-- PROBLEM TO SOLVE --
Read the records beneath this task and copy every line that contains the string "enriched".

——

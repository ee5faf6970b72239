use crate::config::{RuleSettings, Settings};
use crate::indicators::FeatureRow;
use crate::models::{Decision, Signal};
use crate::strategy::SignalClassifier;

/// Threshold rules over oscillators and trend-channel touches
///
/// BUY requires an oversold reading on all three oscillators at a support
/// bounce. SELL fires on an overbought reading with rising volume, or on any
/// resistance rejection.
#[derive(Debug, Clone)]
pub struct RuleClassifier {
    rules: RuleSettings,
}

impl RuleClassifier {
    pub fn new(settings: &Settings) -> Self {
        Self {
            rules: settings.rules.clone(),
        }
    }
}

impl SignalClassifier for RuleClassifier {
    fn classify(&self, row: &FeatureRow) -> Decision {
        let (Some(rsi), Some(stoch_k), Some(position)) =
            (row.rsi, row.stoch_k, row.bollinger_position)
        else {
            return Decision::neutral();
        };
        let r = &self.rules;
        let strength = row.candle.range();

        let buy = rsi < r.buy_rsi
            && stoch_k < r.buy_stoch
            && position < r.buy_bollinger_position
            && row.trend_touch == 1;
        if buy {
            return Decision::new(Signal::Buy, strength);
        }

        let overbought = rsi > r.sell_rsi
            && stoch_k > r.sell_stoch
            && position > r.sell_bollinger_position
            && row.volume_change > 0.0;
        if overbought || row.trend_touch == -1 {
            return Decision::new(Signal::Sell, strength);
        }

        Decision::neutral()
    }

    fn name(&self) -> &str {
        "Rules"
    }
}

#[cfg(test)]
mod tests {
    use super::*;
    use crate::indicators::FeaturePipeline;
    use crate::models::{AssetSeries, Candle};
    use chrono::{Duration, Utc};

    fn row(rsi: Option<f64>, stoch_k: f64, position: f64, volume_change: f64, touch: i8) -> FeatureRow {
        FeatureRow {
            candle: Candle {
                timestamp: Utc::now(),
                open: 100.0,
                high: 104.0,
                low: 98.0,
                close: 100.0,
                volume: 10.0,
            },
            rsi,
            stoch_k: Some(stoch_k),
            stoch_d: Some(stoch_k),
            bollinger_upper: Some(110.0),
            bollinger_lower: Some(90.0),
            bollinger_width: Some(0.2),
            bollinger_position: Some(position),
            macd: Some(0.0),
            macd_signal: Some(0.0),
            macd_hist: Some(0.0),
            atr: Some(2.0),
            volume_change,
            swing: 0,
            trend_support_score: 0,
            trend_support_line: None,
            trend_resistance_score: 0,
            trend_resistance_line: None,
            trend_touch: touch,
        }
    }

    #[test]
    fn test_buy_needs_support_bounce() {
        let clf = RuleClassifier::new(&Settings::default());

        let decision = clf.classify(&row(Some(25.0), 10.0, 0.1, 0.0, 1));
        assert_eq!(decision.signal, Signal::Buy);
        assert_eq!(decision.strength, 6.0);

        // Oversold but no touch
        assert_eq!(clf.classify(&row(Some(25.0), 10.0, 0.1, 0.0, 0)).signal, Signal::Neutral);
    }

    #[test]
    fn test_sell_on_overbought_or_rejection() {
        let clf = RuleClassifier::new(&Settings::default());

        assert_eq!(clf.classify(&row(Some(75.0), 90.0, 0.9, 0.2, 0)).signal, Signal::Sell);
        // Falling volume blocks the oscillator exit
        assert_eq!(clf.classify(&row(Some(75.0), 90.0, 0.9, -0.2, 0)).signal, Signal::Neutral);
        // Resistance rejection alone is enough
        assert_eq!(clf.classify(&row(Some(50.0), 50.0, 0.5, 0.0, -1)).signal, Signal::Sell);
    }

    #[test]
    fn test_undefined_features_are_neutral() {
        let clf = RuleClassifier::new(&Settings::default());
        assert_eq!(clf.classify(&row(None, 10.0, 0.1, 0.0, 1)), Decision::neutral());
    }

    #[test]
    fn test_rising_prices_never_buy() {
        let start = Utc::now();
        let candles = (0..200)
            .map(|i| {
                let price = 100.0 + i as f64;
                Candle {
                    timestamp: start + Duration::hours(i),
                    open: price - 0.5,
                    high: price + 0.5,
                    low: price - 1.0,
                    close: price,
                    volume: 1000.0,
                }
            })
            .collect();
        let series = AssetSeries::new("UP", candles);
        let enriched = FeaturePipeline::new(&Settings::default()).enrich(&series);

        let clf = RuleClassifier::new(&Settings::default());
        assert!(clf
            .classify_all(&enriched)
            .iter()
            .all(|d| d.signal != Signal::Buy));
        assert_eq!(enriched.rows[199].rsi, Some(100.0));
    }
}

——

-- SOLUTION BELOW --
        let enriched = FeaturePipeline::new(&Settings::default()).enrich(&series);
            .classify_all(&enriched)
        assert_eq!(enriched.rows[199].rsi, Some(100.0));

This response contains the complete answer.